Copy out the first line of the listing and every line after it, exactly, until you have copied the line containing "a transaction transcript.".

•••••

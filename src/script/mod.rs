//! Replay of transaction transcripts: one JSON record per line, an `init`
//! record first, then any number of `invoke` records.

use std::io::BufRead;

use serde::{Deserialize, Serialize};
use tracing::debug;

use crate::handler::{AssetHandler, Response};
use crate::store::LedgerStore;

/// One line of a transaction transcript.
#[derive(Clone, Debug, Serialize, Deserialize, PartialEq, Eq)]
#[serde(tag = "type", rename_all = "snake_case")]
pub enum TransactionRecord {
    Init {
        args: Vec<String>,
    },
    Invoke {
        function: String,
        args: Vec<String>,
    },
}

#[derive(Debug, thiserror::Error)]
pub enum ScriptError {
    #[error("line {line}: {source}")]
    Malformed {
        line: usize,
        source: serde_json::Error,
    },
    #[error("transcript must start with an init record")]
    MissingInit,
    #[error("line {line}: init allowed only as the first record")]
    DuplicateInit { line: usize },
    #[error("io error: {0}")]
    Io(#[from] std::io::Error),
}

/// Replays every record in `reader` against `handler` and `store`, in order,
/// and returns one [`Response`] per record. Blank lines are skipped. The
/// lifecycle is enforced here, not in the handler: exactly one `init`, and it
/// must come before any `invoke`.
pub fn run_script<R: BufRead>(
    reader: R,
    handler: &AssetHandler,
    store: &mut dyn LedgerStore,
) -> Result<Vec<Response>, ScriptError> {
    let mut responses = Vec::new();
    let mut initialized = false;

    for (idx, line) in reader.lines().enumerate() {
        let line = line?;
        let trimmed = line.trim();
        if trimmed.is_empty() {
            continue;
        }
        let record: TransactionRecord = serde_json::from_str(trimmed)
            .map_err(|source| ScriptError::Malformed { line: idx + 1, source })?;

        let response = match record {
            TransactionRecord::Init { args } => {
                if initialized {
                    return Err(ScriptError::DuplicateInit { line: idx + 1 });
                }
                initialized = true;
                debug!("replaying init");
                handler.initialize(store, &args)
            }
            TransactionRecord::Invoke { function, args } => {
                if !initialized {
                    return Err(ScriptError::MissingInit);
                }
                debug!(%function, "replaying transaction");
                handler.invoke(store, &function, &args)
            }
        };
        responses.push(response);
    }

    if !initialized {
        return Err(ScriptError::MissingInit);
    }
    Ok(responses)
}
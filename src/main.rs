use std::fs::File;
use std::io::{self, BufReader};
use std::path::PathBuf;
use std::process;

use clap::{Args, Parser, Subcommand};
use tracing::info;

use asset_ledger_cli::handler::AssetHandler;
use asset_ledger_cli::script::run_script;
use asset_ledger_cli::store::MemStore;

#[derive(Parser, Debug)]
#[command(version, about)]
struct Cli {
    #[command(subcommand)]
    command: Command,
}

#[derive(Debug, Subcommand)]
enum Command {
    /// Replay a transcript of transaction proposals against a fresh ledger
    Run(RunArgs),
}

#[derive(Args, Debug)]
struct RunArgs {
    /// Transcript file (one JSON record per line); reads stdin when omitted
    script: Option<PathBuf>,

    /// Print the final state digest to stderr after the replay
    #[arg(long)]
    digest: bool,
}

fn main() {
    tracing_subscriber::fmt()
        .with_writer(io::stderr)
        .with_env_filter(
            tracing_subscriber::EnvFilter::try_from_default_env()
                .unwrap_or_else(|_| "warn".parse().unwrap()),
        )
        .init();

    let cli = Cli::parse();
    let code = match cli.command {
        Command::Run(args) => run_cmd(&args),
    };
    process::exit(code);
}

fn run_cmd(args: &RunArgs) -> i32 {
    let handler = AssetHandler::new();
    let mut store = MemStore::new();

    let result = match &args.script {
        Some(path) => match File::open(path) {
            Ok(file) => run_script(BufReader::new(file), &handler, &mut store),
            Err(err) => {
                eprintln!("error: cannot open {}: {err}", path.display());
                return 2;
            }
        },
        None => run_script(io::stdin().lock(), &handler, &mut store),
    };

    let responses = match result {
        Ok(responses) => responses,
        Err(err) => {
            eprintln!("error: {err}");
            return 1;
        }
    };

    let mut failures = 0usize;
    for response in &responses {
        if !response.is_success() {
            failures += 1;
        }
        match serde_json::to_string(response) {
            Ok(line) => println!("{line}"),
            Err(err) => {
                eprintln!("error: cannot encode response: {err}");
                return 1;
            }
        }
    }
    info!(transactions = responses.len(), failures, "replay finished");

    if args.digest {
        eprintln!("state digest: {}", hex::encode(store.digest()));
    }
    0
}
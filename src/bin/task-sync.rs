use task_aggregator::{HttpSyncEngine, Settings};
use task_aggregator::engine::sync_progress::feedback_channel;


#[tokio::main]
async fn main() {
    env_logger::init();

    let settings = match Settings::from_env() {
        Ok(settings) => settings,
        Err(err) => {
            log::error!("Invalid settings: {}", err);
            std::process::exit(1);
        },
    };
    let engine = match HttpSyncEngine::from_settings(&settings) {
        Ok(engine) => engine,
        Err(err) => {
            log::error!("Unable to create the HTTP clients: {}", err);
            std::process::exit(1);
        },
    };

    let (sender, mut receiver) = feedback_channel();
    let progress = tokio::spawn(async move {
        while receiver.changed().await.is_ok() {
            log::info!("{}", *receiver.borrow());
        }
    });

    let result = engine.sync_with_feedback(&settings.sync, sender).await;
    let _ = progress.await;

    for error in &result.errors {
        log::warn!("{}", error);
    }
    match serde_json::to_string_pretty(&result) {
        Ok(json) => println!("{}", json),
        Err(err) => log::error!("Unable to serialize the sync result: {}", err),
    }
}
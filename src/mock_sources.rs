//! In-memory sources, whose failures can be scripted with a [`MockBehaviour`]
#![cfg(any(test, feature = "mock_sources"))]

use std::collections::{HashMap, HashSet};
use std::sync::{Arc, Mutex};
use std::sync::atomic::{AtomicUsize, Ordering};

use async_trait::async_trait;
use serde_json::Value;
use tokio::sync::Barrier;

use crate::classroom::{ClassroomError, Course};
use crate::ical::IcalParseResult;
use crate::mock_behaviour::MockBehaviour;
use crate::traits::{ClassroomSource, IcalSource, SourceError};

/// An [`IcalSource`] that serves a fixed iCal document
#[derive(Debug, Default)]
pub struct MockIcalSource {
    ics: String,
    behaviour: Arc<Mutex<MockBehaviour>>,
    calls: AtomicUsize,
}

impl MockIcalSource {
    pub fn new<S: Into<String>>(ics: S) -> Self {
        Self { ics: ics.into(), ..Self::default() }
    }

    pub fn with_behaviour(mut self, behaviour: Arc<Mutex<MockBehaviour>>) -> Self {
        self.behaviour = behaviour;
        self
    }

    /// How many times this source has been asked for its content
    pub fn calls(&self) -> usize {
        self.calls.load(Ordering::SeqCst)
    }
}

#[async_trait]
impl IcalSource for MockIcalSource {
    async fn ingest(&self, ical_url: &str, user_id: &str) -> Result<IcalParseResult, SourceError> {
        self.calls.fetch_add(1, Ordering::SeqCst);
        self.behaviour.lock().unwrap().can_ingest()?;
        log::debug!("Mock iCal source: serving {} for user {}", ical_url, user_id);

        let result = crate::ical_source::check_parse_result(crate::ical::parse(&self.ics))?;
        Ok(result)
    }
}


/// A [`ClassroomSource`] that serves fixed courses
#[derive(Debug, Default)]
pub struct MockClassroom {
    courses: Vec<Course>,
    course_work: HashMap<String, Vec<Value>>,
    failing_courses: HashSet<String>,
    accepted_token: Option<String>,
    barrier: Option<Arc<Barrier>>,
    behaviour: Arc<Mutex<MockBehaviour>>,
}

impl MockClassroom {
    pub fn new() -> Self {
        Self::default()
    }

    /// Add an active course and its coursework items
    pub fn with_course(mut self, course_id: &str, course_work: Vec<Value>) -> Self {
        self.courses.push(Course {
            id: course_id.to_string(),
            name: format!("Course {}", course_id),
            section: None,
            description: None,
            course_state: String::from("ACTIVE"),
        });
        self.course_work.insert(course_id.to_string(), course_work);
        self
    }

    /// Every coursework request for this course will fail
    pub fn with_failing_course(mut self, course_id: &str) -> Self {
        self.failing_courses.insert(course_id.to_string());
        self.with_course(course_id, Vec::new())
    }

    /// Any other token will be rejected as expired
    pub fn accepting_only(mut self, token: &str) -> Self {
        self.accepted_token = Some(token.to_string());
        self
    }

    /// Coursework requests will wait until `n` of them are in flight at the same time.
    ///
    /// This blocks forever in case requests are issued one after the other
    pub fn waiting_for_concurrent_requests(mut self, n: usize) -> Self {
        self.barrier = Some(Arc::new(Barrier::new(n)));
        self
    }

    pub fn with_behaviour(mut self, behaviour: Arc<Mutex<MockBehaviour>>) -> Self {
        self.behaviour = behaviour;
        self
    }

    fn check_token(&self, access_token: &str) -> Result<(), SourceError> {
        match &self.accepted_token {
            Some(accepted) if accepted != access_token => Err(ClassroomError::TokenExpired.into()),
            _ => Ok(()),
        }
    }
}

#[async_trait]
impl ClassroomSource for MockClassroom {
    async fn list_courses(&self, access_token: &str) -> Result<Vec<Course>, SourceError> {
        self.check_token(access_token)?;
        self.behaviour.lock().unwrap().can_list_courses()?;
        Ok(self.courses.clone())
    }

    async fn list_course_work(&self, access_token: &str, course_id: &str) -> Result<Vec<Value>, SourceError> {
        self.check_token(access_token)?;
        self.behaviour.lock().unwrap().can_list_course_work()?;

        if let Some(barrier) = &self.barrier {
            barrier.wait().await;
        }

        if self.failing_courses.contains(course_id) {
            return Err(format!("Mocked failure for course {}", course_id).into());
        }
        Ok(self.course_work.get(course_id).cloned().unwrap_or_default())
    }
}
#[cfg(test)]
mod test {
    use std::sync::{Arc, Mutex};

    use serde_json::json;

    use super::*;
    use crate::mock_behaviour::MockBehaviour;
    use crate::mock_sources::{MockClassroom, MockIcalSource};
    use crate::task::TaskType;
    use sync_progress::feedback_channel;

    const EXAMPLE_ICAL: &str = "BEGIN:VCALENDAR
VERSION:2.0
BEGIN:VEVENT
UID:12345
SUMMARY:Assignment 1
DESCRIPTION:Complete the worksheet
DTSTART:20260225T090000
CATEGORIES:assignment
END:VEVENT
BEGIN:VEVENT
UID:broken
DTSTART:20260226T090000
END:VEVENT
BEGIN:VEVENT
UID:67890
SUMMARY:Final exam
DTSTART:20260610T090000
CATEGORIES:exam
END:VEVENT
END:VCALENDAR
";

    fn course_work(id: &str, course_id: &str) -> serde_json::Value {
        json!({
            "id": id,
            "title": format!("Homework {}", id),
            "state": "PUBLISHED",
            "courseId": course_id,
            "dueDate": { "year": 2026, "month": 3, "day": 1 },
        })
    }

    fn full_config() -> SyncConfig {
        SyncConfig {
            ical_source_url: Some(String::from("https://lms.example.edu/export.ics")),
            ical_user_id: Some(String::from("user-1")),
            classroom_access_token: Some(String::from("token")),
        }
    }

    fn ids(result: &SyncResult) -> Vec<&str> {
        result.tasks.iter().map(|t| t.external_id.as_str()).collect()
    }

    #[tokio::test]
    async fn test_unconfigured_sync() {
        let _ = env_logger::builder().is_test(true).try_init();

        let engine = SyncEngine::new(MockIcalSource::new(EXAMPLE_ICAL), MockClassroom::new().with_course("c1", vec![course_work("cw1", "c1")]));
        let result = engine.sync(&SyncConfig::default()).await;
        assert_eq!(result, SyncResult::default());
        assert_eq!(engine.ical_source().calls(), 0);

        // Empty strings do not count as a configuration
        let empty = SyncConfig {
            ical_source_url: Some(String::new()),
            ical_user_id: Some(String::from("user-1")),
            classroom_access_token: Some(String::new()),
        };
        assert_eq!(engine.sync(&empty).await, SyncResult::default());
    }

    #[tokio::test]
    async fn test_ical_needs_a_user() {
        let _ = env_logger::builder().is_test(true).try_init();

        let engine = SyncEngine::new(MockIcalSource::new(EXAMPLE_ICAL), MockClassroom::new());
        let config = SyncConfig {
            ical_source_url: Some(String::from("https://lms.example.edu/export.ics")),
            ..SyncConfig::default()
        };
        assert_eq!(engine.sync(&config).await, SyncResult::default());
        assert_eq!(engine.ical_source().calls(), 0);
    }

    #[tokio::test]
    async fn test_full_sync() {
        let _ = env_logger::builder().is_test(true).try_init();

        let classroom = MockClassroom::new()
            .with_course("c1", vec![course_work("cw1", "c1"), course_work("cw2", "c1")])
            .with_course("c2", vec![course_work("cw3", "c2")]);
        let engine = SyncEngine::new(MockIcalSource::new(EXAMPLE_ICAL), classroom);

        let result = engine.sync(&full_config()).await;
        assert_eq!(ids(&result), vec!["12345", "67890", "cw1", "cw2", "cw3"]);
        assert_eq!(result.errors, vec![String::from("Skipped event broken: missing summary")]);

        assert_eq!(result.tasks[0].source, TaskSource::Ical);
        assert_eq!(result.tasks[1].task_type, TaskType::Exam);
        assert_eq!(result.tasks[2].source, TaskSource::Classroom);
        assert_eq!(result.tasks[2].due_date.as_deref(), Some("2026-03-01"));
        assert_eq!(result.course_refs().len(), 2);
    }

    #[tokio::test]
    async fn test_ical_failure_keeps_classroom_tasks() {
        let _ = env_logger::builder().is_test(true).try_init();

        let behaviour = Arc::new(Mutex::new(MockBehaviour { ingest_behaviour: (0, 1), ..MockBehaviour::default() }));
        let ical = MockIcalSource::new(EXAMPLE_ICAL).with_behaviour(behaviour);
        let classroom = MockClassroom::new().with_course("c1", vec![course_work("cw1", "c1")]);
        let engine = SyncEngine::new(ical, classroom);

        let result = engine.sync(&full_config()).await;
        assert_eq!(ids(&result), vec!["cw1"]);
        assert_eq!(result.errors.len(), 1);
        assert!(result.errors[0].starts_with("iCal sync failed: "));

        // The mock fails only once
        let result = engine.sync(&full_config()).await;
        assert_eq!(ids(&result), vec!["12345", "67890", "cw1"]);
    }

    #[tokio::test]
    async fn test_unreadable_ical_document() {
        let _ = env_logger::builder().is_test(true).try_init();

        let engine = SyncEngine::new(MockIcalSource::new("INVALID DATA"), MockClassroom::new());
        let result = engine.sync(&full_config()).await;
        assert!(result.tasks.is_empty());
        assert_eq!(result.errors.len(), 1);
        assert!(result.errors[0].starts_with("iCal sync failed: iCal parse failed: iCal parse error"));
    }

    #[tokio::test]
    async fn test_one_failing_course() {
        let _ = env_logger::builder().is_test(true).try_init();

        let classroom = MockClassroom::new()
            .with_course("c1", vec![course_work("cw1", "c1")])
            .with_failing_course("c2")
            .with_course("c3", vec![course_work("cw3", "c3")]);
        let engine = SyncEngine::new(MockIcalSource::new(""), classroom);

        let result = engine.sync(&full_config()).await;
        assert_eq!(ids(&result), vec!["cw1", "cw3"]);
        assert_eq!(result.errors.len(), 1);
        assert!(result.errors[0].contains("c2"));
    }

    #[tokio::test]
    async fn test_expired_token() {
        let _ = env_logger::builder().is_test(true).try_init();

        let classroom = MockClassroom::new()
            .with_course("c1", vec![course_work("cw1", "c1")])
            .accepting_only("fresh-token");
        let engine = SyncEngine::new(MockIcalSource::new(EXAMPLE_ICAL), classroom);

        let result = engine.sync(&full_config()).await;
        assert_eq!(ids(&result), vec!["12345", "67890"]);
        assert_eq!(result.errors.len(), 2);
        assert_eq!(result.errors[0], "Skipped event broken: missing summary");
        assert_eq!(result.errors[1], "Classroom sync failed: Classroom access token expired");
    }

    #[tokio::test]
    async fn test_duplicates_across_courses() {
        let _ = env_logger::builder().is_test(true).try_init();

        let mut updated = course_work("shared", "c2");
        updated["title"] = json!("Group project (updated)");
        let classroom = MockClassroom::new()
            .with_course("c1", vec![course_work("shared", "c1"), course_work("cw1", "c1")])
            .with_course("c2", vec![updated]);
        let engine = SyncEngine::new(MockIcalSource::new(""), classroom);

        let result = engine.sync(&full_config()).await;
        assert_eq!(ids(&result), vec!["shared", "cw1"]);
        assert_eq!(result.tasks[0].title, "Group project (updated)");
        assert_eq!(result.tasks[0].course_external_id.as_deref(), Some("c2"));
        assert!(result.is_success());
    }

    #[tokio::test]
    async fn test_course_work_is_fetched_concurrently() {
        let _ = env_logger::builder().is_test(true).try_init();

        // Each request waits for the three of them to be in flight: a sequential fetch would never complete
        let classroom = MockClassroom::new()
            .with_course("c1", vec![course_work("cw1", "c1")])
            .with_failing_course("c2")
            .with_course("c3", vec![course_work("cw3", "c3")])
            .waiting_for_concurrent_requests(3);
        let engine = SyncEngine::new(MockIcalSource::new(""), classroom);

        let result = tokio::time::timeout(std::time::Duration::from_secs(10), engine.sync(&full_config()))
            .await
            .expect("course work should be fetched concurrently");
        assert_eq!(ids(&result), vec!["cw1", "cw3"]);
        assert_eq!(result.errors.len(), 1);
    }

    #[tokio::test]
    async fn test_bounded_concurrency() {
        let _ = env_logger::builder().is_test(true).try_init();

        let mut classroom = MockClassroom::new();
        for i in 0..10 {
            let course_id = format!("c{}", i);
            classroom = classroom.with_course(&course_id, vec![course_work(&format!("cw{}", i), &course_id)]);
        }
        let classroom = classroom.with_failing_course("c10");
        let engine = SyncEngine::new(MockIcalSource::new(""), classroom)
            .with_max_concurrent_course_fetches(Some(3));

        let result = engine.sync(&full_config()).await;
        assert_eq!(result.tasks.len(), 10);
        assert_eq!(result.tasks[9].external_id, "cw9");
        assert_eq!(result.errors.len(), 1);
    }

    #[tokio::test]
    async fn test_listing_courses_fails() {
        let _ = env_logger::builder().is_test(true).try_init();

        let behaviour = Arc::new(Mutex::new(MockBehaviour { list_courses_behaviour: (0, 1), ..MockBehaviour::default() }));
        let classroom = MockClassroom::new()
            .with_course("c1", vec![course_work("cw1", "c1")])
            .with_behaviour(behaviour);
        let engine = SyncEngine::new(MockIcalSource::new(EXAMPLE_ICAL), classroom);

        let result = engine.sync(&full_config()).await;
        assert_eq!(ids(&result), vec!["12345", "67890"]);
        assert_eq!(result.errors.len(), 2);
        assert!(result.errors[1].starts_with("Classroom sync failed: "));
    }

    #[tokio::test]
    async fn test_sync_is_repeatable() {
        let _ = env_logger::builder().is_test(true).try_init();

        let classroom = MockClassroom::new().with_course("c1", vec![course_work("cw1", "c1")]);
        let engine = SyncEngine::new(MockIcalSource::new(EXAMPLE_ICAL), classroom);

        let first = engine.sync(&full_config()).await;
        let second = engine.sync(&full_config()).await;
        assert_eq!(first, second);
    }

    #[tokio::test]
    async fn test_feedback() {
        let _ = env_logger::builder().is_test(true).try_init();

        let classroom = MockClassroom::new().with_failing_course("c1");
        let engine = SyncEngine::new(MockIcalSource::new(EXAMPLE_ICAL), classroom);
        let (sender, receiver) = feedback_channel();
        assert_eq!(*receiver.borrow(), SyncEvent::NotStarted);

        let result = engine.sync_with_feedback(&full_config(), sender).await;
        assert_eq!(*receiver.borrow(), SyncEvent::Finished{ success: false, task_count: 2 });
        assert_eq!(result.errors.len(), 2);
    }
}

•••••

**EXERCISE SOLUTION**:
filename src/script/mod.rs
//! Replay of transaction transcripts: one JSON record per line, an `init`
//! record first, then any number of `invoke` records.

use std::io::BufRead;

use serde::{Deserialize, Serialize};
use tracing::debug;

use crate::handler::{AssetHandler, Response};
use crate::store::LedgerStore;

/// One line of a transaction transcript.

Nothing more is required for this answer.